Dezocine is an analgesic agent with opioid agonist and antagonist activity. After parenteral administration of therapeutic doses it is approximately equipotent with morphine, and has proved at least as effective an analgesic as morphine, pethidine (meperidine) and butorphanol in moderate to severe postoperative pain. However, preliminary pharmacodynamic data indicate that the ceiling of analgesic activity of dezocine occurs at a higher level of analgesia than that of reference agonist/antagonist agents. Also, the drug exhibited a morphine-like degree of anaesthetic-sparing activity in animals.

Although long term data are very limited, single doses of dezocine are well tolerated, with mild and transient sedation and gastrointestinal upset the principal adverse effects. As with some other agonist/antagonist analgesics, a ‘ceiling’ effect to dezocine-induced respiratory depression occurs with increasing dosage, beyond which further depression has not been observed. In single analgesic doses, however, dezocine is a slightly more potent respiratory depressant than morphine. Clinically important haemodynamic changes have not been observed with usual analgesic doses of dezocine.

As an agonist/antagonist opioid, the dependence liability of dezocine would be expected to be lower than that of pure agonist opioids, but extended clinical use is required before more definitive conclusions can be drawn in this regard. Unlike older drugs of its type, dezocine produced opiate-like subjective effects and was identified as morphine-like by drug abusers.

Thus, provided the promising conclusions of currently available clinical studies are confirmed with its wider use, dezocine should be a useful additional agent for the treatment of moderate to severe postoperative pain.
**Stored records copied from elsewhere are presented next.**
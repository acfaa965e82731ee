/// Event emitter module - split by concern like the registry it drives
mod bridge;
mod core;
mod dispatch;
mod subscribe;
mod subscription;

pub use self::core::{EmitterId, EventEmitter};
pub use dispatch::EmitReport;
pub use subscription::Subscription;
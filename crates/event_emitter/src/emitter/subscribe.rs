/// Listener registration and removal
use super::core::EventEmitter;
use super::subscription::Subscription;
use crate::listener::{Handler, HandlerOutput, Priority, DEFAULT_PRIORITY};
use crate::registry::EventKey;
use std::borrow::Borrow;
use std::hash::Hash;
use std::sync::Arc;
use tracing::debug;

impl<P: 'static, K: EventKey> EventEmitter<P, K> {
    /// Registers a persistent listener at the default priority.
    ///
    /// The listener is placed in front of the listeners already registered at
    /// the same priority, so it runs before them.
    pub fn on<F, R>(&self, event: impl Into<K>, handler: F) -> Subscription<P, K>
    where
        F: Fn(&P) -> R + Send + Sync + 'static,
        R: HandlerOutput,
    {
        self.register(event.into(), DEFAULT_PRIORITY, Handler::new(handler), false)
    }

    /// Registers a persistent listener at `priority`. Higher priorities run first.
    pub fn on_with_priority<F, R>(
        &self,
        event: impl Into<K>,
        priority: Priority,
        handler: F,
    ) -> Subscription<P, K>
    where
        F: Fn(&P) -> R + Send + Sync + 'static,
        R: HandlerOutput,
    {
        self.register(event.into(), priority, Handler::new(handler), false)
    }

    /// Registers a shared [`Handler`] so it can later be removed with [`off`](Self::off).
    pub fn on_handler(
        &self,
        event: impl Into<K>,
        priority: Priority,
        handler: &Handler<P>,
    ) -> Subscription<P, K> {
        self.register(event.into(), priority, handler.clone(), false)
    }

    /// Registers a one-shot listener at the default priority.
    ///
    /// The listener is removed after the first emit that invokes it, whether
    /// or not it stopped propagation. If an earlier listener stops the emit
    /// before it is reached, it stays registered.
    pub fn once<F, R>(&self, event: impl Into<K>, handler: F) -> Subscription<P, K>
    where
        F: Fn(&P) -> R + Send + Sync + 'static,
        R: HandlerOutput,
    {
        self.register(event.into(), DEFAULT_PRIORITY, Handler::new(handler), true)
    }

    pub fn once_with_priority<F, R>(
        &self,
        event: impl Into<K>,
        priority: Priority,
        handler: F,
    ) -> Subscription<P, K>
    where
        F: Fn(&P) -> R + Send + Sync + 'static,
        R: HandlerOutput,
    {
        self.register(event.into(), priority, Handler::new(handler), true)
    }

    pub fn once_handler(
        &self,
        event: impl Into<K>,
        priority: Priority,
        handler: &Handler<P>,
    ) -> Subscription<P, K> {
        self.register(event.into(), priority, handler.clone(), true)
    }

    /// Removes every listener at the default priority registered from `handler`.
    ///
    /// Returns how many records were removed. Unknown events are a no-op.
    pub fn off<Q>(&self, event: &Q, handler: &Handler<P>) -> usize
    where
        K: Borrow<Q>,
        Q: Hash + Eq + std::fmt::Display + ?Sized,
    {
        self.off_with_priority(event, DEFAULT_PRIORITY, handler)
    }

    /// Removes every listener at `priority` registered from `handler`.
    ///
    /// This matches by handler identity, so a handler registered twice at the
    /// same priority loses both records; a [`Subscription`] removes only its own.
    pub fn off_with_priority<Q>(&self, event: &Q, priority: Priority, handler: &Handler<P>) -> usize
    where
        K: Borrow<Q>,
        Q: Hash + Eq + std::fmt::Display + ?Sized,
    {
        let removed = self.inner.registry.remove_handler(event, priority, handler);
        if removed > 0 {
            debug!(
                emitter = %self.inner.name(),
                event = %event,
                priority,
                removed,
                "🗑️ Removed listeners"
            );
        }
        removed
    }

    fn register(
        &self,
        event: K,
        priority: Priority,
        handler: Handler<P>,
        once: bool,
    ) -> Subscription<P, K> {
        let id = self.inner.registry.insert(event.clone(), priority, handler, once);
        debug!(
            emitter = %self.inner.name(),
            event = %event,
            priority,
            listener = %id,
            once,
            "📝 Registered listener"
        );
        Subscription::new(Arc::downgrade(&self.inner), event, priority, id, once)
    }
}
//! Track geometry: thumb placement and the rectangles derived from it.

use kurbo::{Point, Rect, Size};

/// Initial thumb rectangles for a widget of the given size.
///
/// The left thumb occupies a `thumb_width` band at the left edge, the right
/// thumb the same band at the right edge. Both span the full height.
pub fn initial_thumb_rects(size: Size, thumb_width: f64) -> (Rect, Rect) {
    let left = Rect::new(0.0, 0.0, thumb_width, size.height);
    let right = Rect::new(size.width - thumb_width, 0.0, size.width, size.height);
    (left, right)
}

/// Half-open containment test (`x0 <= x < x1`, `y0 <= y < y1`).
pub fn hit_test(point: Point, rect: Rect) -> bool {
    rect.contains(point)
}

/// Rectangles derived from the two thumb positions.
#[derive(Debug, Clone, Copy, PartialEq, Default)]
pub struct TrackLayout {
    /// Accent line along the top edge of the selection.
    pub top_line: Rect,
    /// Accent line along the bottom edge of the selection.
    pub bottom_line: Rect,
    /// Band between the thumbs, inside the two accent lines.
    pub content: Rect,
}

impl TrackLayout {
    /// Derive the layout from the current thumb rectangles.
    ///
    /// All three rectangles span horizontally from the left thumb's right
    /// edge to the right thumb's left edge.
    pub fn derive(left: Rect, right: Rect, size: Size, line_height: f64) -> Self {
        let x0 = left.x1;
        let x1 = right.x0;
        let height = size.height;
        Self {
            top_line: Rect::new(x0, 0.0, x1, line_height),
            bottom_line: Rect::new(x0, height - line_height, x1, height),
            content: Rect::new(x0, line_height, x1, height - line_height),
        }
    }
}
//! The range slider as an egui widget.

use egui::{CursorIcon, Pos2, Response, Sense, Ui, Vec2, Widget, vec2};
use kurbo::{Point, Size};
use rangeseek_core::{RangeSeekBar, ThumbSide, hit_test};

use crate::painter::PainterSurface;
use crate::{sizing, theme};

/// egui front end for a [`RangeSeekBar`].
///
/// The response is marked changed whenever a drag moves the selection.
pub struct RangeSlider<'a> {
    bar: &'a mut RangeSeekBar,
    size: Vec2,
    show_background: bool,
}

impl<'a> RangeSlider<'a> {
    pub fn new(bar: &'a mut RangeSeekBar) -> Self {
        Self {
            bar,
            size: vec2(sizing::WIDTH, sizing::HEIGHT),
            show_background: true,
        }
    }

    /// Set the allocated widget size.
    pub fn size(mut self, size: Vec2) -> Self {
        self.size = size;
        self
    }

    /// Paint the track background behind the thumbs.
    pub fn background(mut self, show: bool) -> Self {
        self.show_background = show;
        self
    }
}

impl Widget for RangeSlider<'_> {
    fn ui(self, ui: &mut Ui) -> Response {
        let (rect, mut response) = ui.allocate_exact_size(self.size, Sense::click_and_drag());
        let bar = self.bar;

        let size = Size::new(rect.width() as f64, rect.height() as f64);
        if bar.size() != size {
            bar.set_size(size);
        }

        let to_local = |pos: Pos2| Point::new((pos.x - rect.min.x) as f64, (pos.y - rect.min.y) as f64);
        let before = bar.selection();

        if response.drag_started() {
            if let Some(origin) = ui.input(|i| i.pointer.press_origin()) {
                bar.pointer_down(to_local(origin));
            }
        }
        if response.dragged() {
            if let Some(pos) = response.interact_pointer_pos() {
                bar.pointer_move(to_local(pos));
            }
        }
        if response.drag_stopped() {
            let pos = response.interact_pointer_pos().unwrap_or(rect.min);
            bar.pointer_up(to_local(pos));
        }

        if bar.selection() != before {
            response.mark_changed();
        }
        if bar.take_redraw_request() {
            ui.ctx().request_repaint();
        }

        if ui.is_rect_visible(rect) {
            let painter = ui.painter_at(rect);
            if self.show_background {
                painter.rect_filled(rect, egui::CornerRadius::ZERO, theme::TRACK_BG);
            }
            let mut surface = PainterSurface::new(&painter, rect.min);
            bar.render(&mut surface);
        }

        let over_thumb = response.hover_pos().is_some_and(|pos| {
            let local = to_local(pos);
            hit_test(local, bar.thumb(ThumbSide::Left).position)
                || hit_test(local, bar.thumb(ThumbSide::Right).position)
        });
        if over_thumb || bar.is_dragging() {
            response = response.on_hover_cursor(CursorIcon::ResizeHorizontal);
        }
        response
    }
}
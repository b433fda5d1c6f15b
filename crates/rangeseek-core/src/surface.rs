//! Drawing surface abstraction.
//!
//! The widget never talks to a platform API directly. Backends implement
//! [`Surface`] over whatever they draw into (a vello scene, an egui painter).

use kurbo::{BezPath, Rect};
use peniko::Color;

/// A target that accepts filled shapes in widget-local coordinates.
pub trait Surface {
    /// Fill an axis-aligned rectangle.
    fn fill_rect(&mut self, rect: Rect, color: Color);

    /// Fill a closed path made of straight segments.
    fn fill_path(&mut self, path: &BezPath, color: Color);
}

/// A single recorded drawing operation.
#[derive(Debug, Clone)]
pub enum DrawCommand {
    FillRect { rect: Rect, color: Color },
    FillPath { path: BezPath, color: Color },
}

/// Surface that records every operation in order.
#[derive(Debug, Clone, Default)]
pub struct RecordingSurface {
    commands: Vec<DrawCommand>,
}

impl RecordingSurface {
    /// Create an empty recording surface.
    pub fn new() -> Self {
        Self::default()
    }

    /// Recorded commands, oldest first.
    pub fn commands(&self) -> &[DrawCommand] {
        &self.commands
    }

    /// Only the rectangle fills, in order.
    pub fn filled_rects(&self) -> Vec<(Rect, Color)> {
        self.commands
            .iter()
            .filter_map(|cmd| match cmd {
                DrawCommand::FillRect { rect, color } => Some((*rect, *color)),
                DrawCommand::FillPath { .. } => None,
            })
            .collect()
    }

    /// Drop all recorded commands.
    pub fn clear(&mut self) {
        self.commands.clear();
    }
}

impl Surface for RecordingSurface {
    fn fill_rect(&mut self, rect: Rect, color: Color) {
        self.commands.push(DrawCommand::FillRect { rect, color });
    }

    fn fill_path(&mut self, path: &BezPath, color: Color) {
        self.commands.push(DrawCommand::FillPath {
            path: path.clone(),
            color,
        });
    }
}
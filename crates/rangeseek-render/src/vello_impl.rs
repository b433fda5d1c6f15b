//! Vello-based renderer implementation.

use crate::renderer::{RenderContext, Renderer};
use kurbo::{Affine, BezPath, Rect};
use peniko::{Color, Fill};
use rangeseek_core::{RangeSeekBar, Surface};
use vello::Scene;

/// [`Surface`] that appends fills to a Vello scene under a fixed transform.
pub struct SceneSurface<'a> {
    scene: &'a mut Scene,
    transform: Affine,
}

impl<'a> SceneSurface<'a> {
    /// Wrap a scene; shapes are mapped through `transform`.
    pub fn new(scene: &'a mut Scene, transform: Affine) -> Self {
        Self { scene, transform }
    }
}

impl Surface for SceneSurface<'_> {
    fn fill_rect(&mut self, rect: Rect, color: Color) {
        if rect.is_zero_area() {
            return;
        }
        self.scene.fill(Fill::NonZero, self.transform, color, None, &rect.abs());
    }

    fn fill_path(&mut self, path: &BezPath, color: Color) {
        self.scene.fill(Fill::NonZero, self.transform, color, None, path);
    }
}

/// Vello-based renderer for range widgets.
pub struct VelloRenderer {
    /// The Vello scene being built.
    scene: Scene,
}

impl VelloRenderer {
    /// Create a new renderer with an empty scene.
    pub fn new() -> Self {
        Self {
            scene: Scene::new(),
        }
    }

    /// Get the built scene for rendering.
    pub fn scene(&self) -> &Scene {
        &self.scene
    }

    /// Take ownership of the scene (resets internal scene).
    pub fn take_scene(&mut self) -> Scene {
        std::mem::take(&mut self.scene)
    }
}

impl Default for VelloRenderer {
    fn default() -> Self {
        Self::new()
    }
}

impl Renderer for VelloRenderer {
    fn build_scene(&mut self, bar: &mut RangeSeekBar, ctx: &RenderContext) {
        self.scene.reset();

        if let Some(background) = ctx.background_color {
            self.scene
                .fill(Fill::NonZero, Affine::IDENTITY, background, None, &ctx.viewport());
        }

        bar.take_redraw_request();
        let mut surface = SceneSurface::new(&mut self.scene, ctx.transform());
        bar.render(&mut surface);
        log::trace!("Built range widget scene at {:?}", ctx.origin);
    }
}

#[cfg(test)]
mod tests {
    use super::*;
    use kurbo::Size;
    use rangeseek_core::RangeSeekConfig;

    #[test]
    fn test_renderer_creation() {
        let renderer = VelloRenderer::new();
        assert!(renderer.scene().encoding().is_empty());
    }

    #[test]
    fn test_unsized_bar_draws_nothing() {
        let mut renderer = VelloRenderer::new();
        let mut bar = RangeSeekBar::with_chevrons(RangeSeekConfig::default());
        renderer.build_scene(&mut bar, &RenderContext::new(Size::new(800.0, 600.0)));
        assert!(renderer.scene().encoding().is_empty());
    }

    #[test]
    fn test_build_scene_with_bar() {
        let mut renderer = VelloRenderer::new();
        let mut bar = RangeSeekBar::with_chevrons(RangeSeekConfig::default());
        bar.set_size(Size::new(300.0, 100.0));

        renderer.build_scene(&mut bar, &RenderContext::new(Size::new(800.0, 600.0)));
        assert!(!renderer.scene().encoding().is_empty());
        assert!(!bar.take_redraw_request());
    }

    #[test]
    fn test_take_scene_resets() {
        let mut renderer = VelloRenderer::new();
        let mut bar = RangeSeekBar::with_chevrons(RangeSeekConfig::default());
        bar.set_size(Size::new(300.0, 100.0));
        renderer.build_scene(&mut bar, &RenderContext::new(Size::new(800.0, 600.0)));

        let scene = renderer.take_scene();
        assert!(!scene.encoding().is_empty());
        assert!(renderer.scene().encoding().is_empty());
    }
}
Pharmacodynamic Properties

The opioid agonist activity of dezocine has been demonstrated in tests of analgesia in rodents and monkeys, in which the drug proved substantially more potent than standard centrally acting analgesics such as morphine, codeine and pentazocine. In animal behavioural tests, dezocine acted as a positive reinforcer, and shared discriminative stimulus properties with morphine and etorphine, but not ethylketazocine. As with several other drugs of this class, dezocine proved relatively resistant to reversal by classic opioid antagonists in animal models. However, its effects are fully reversible with naloxone in humans. Successive intravenous doses of dezocine 0.15 mg/kg in healthy volunteers produced a ceiling or plateau in the analgesic effect at 0.30 mg/kg, with further doses failing to increase the level of analgesia. In clinical studies of postoperative pain, dezocine provided dose-dependent analgesia with parenteral doses of 5 to 20mg. Dezocine is estimated to be 5 to 9 times more potent than pethidine (meperidine), of similar potency to morphine (although there are minor differences in the time course of analgesia with the 2 agents), and one-fifth as potent as butorphanol. The anaesthetic-sparing effect of dezocine in animals is much greater than that of older agonist-antagonist opioids such as butorphanol and nalbuphine, and approaches that of morphine and fentanyl.

Typical opioid antagonistic activity exhibited by dezocine includes dose-related reversai of morphine-induced loss of righting reflex, body rigidity and respiratory depression. In contrast to nalorphine, dezocine did not induce the jumping response in morphine-treated rodents, but did produce a severe abstinence syndrome in morphine-dependent monkeys.

At therapeutic doses in humans (e.g. 10 mg/70kg), dezocine is a more potent respiratory depressant than morphine during the first hour after administration. However, unlike the dose-dependent respiratory effects of morphine, dezocine-induced respiratory depression reached a ceiling at a dose of approximately 0.30 to 0.40 mg/kg. The ceiling respiratory and analgesic activities of dezocine occurred at the same dosage, and both maximal responses were greater than similar plateau effects previously reported for nalbuphine. The administration of dezocine to morphine-treated volunteers produced an additive analgesic effect, but the respiratory depression associated with the combination given in this order did not exceed that normally associated with dezocine alone.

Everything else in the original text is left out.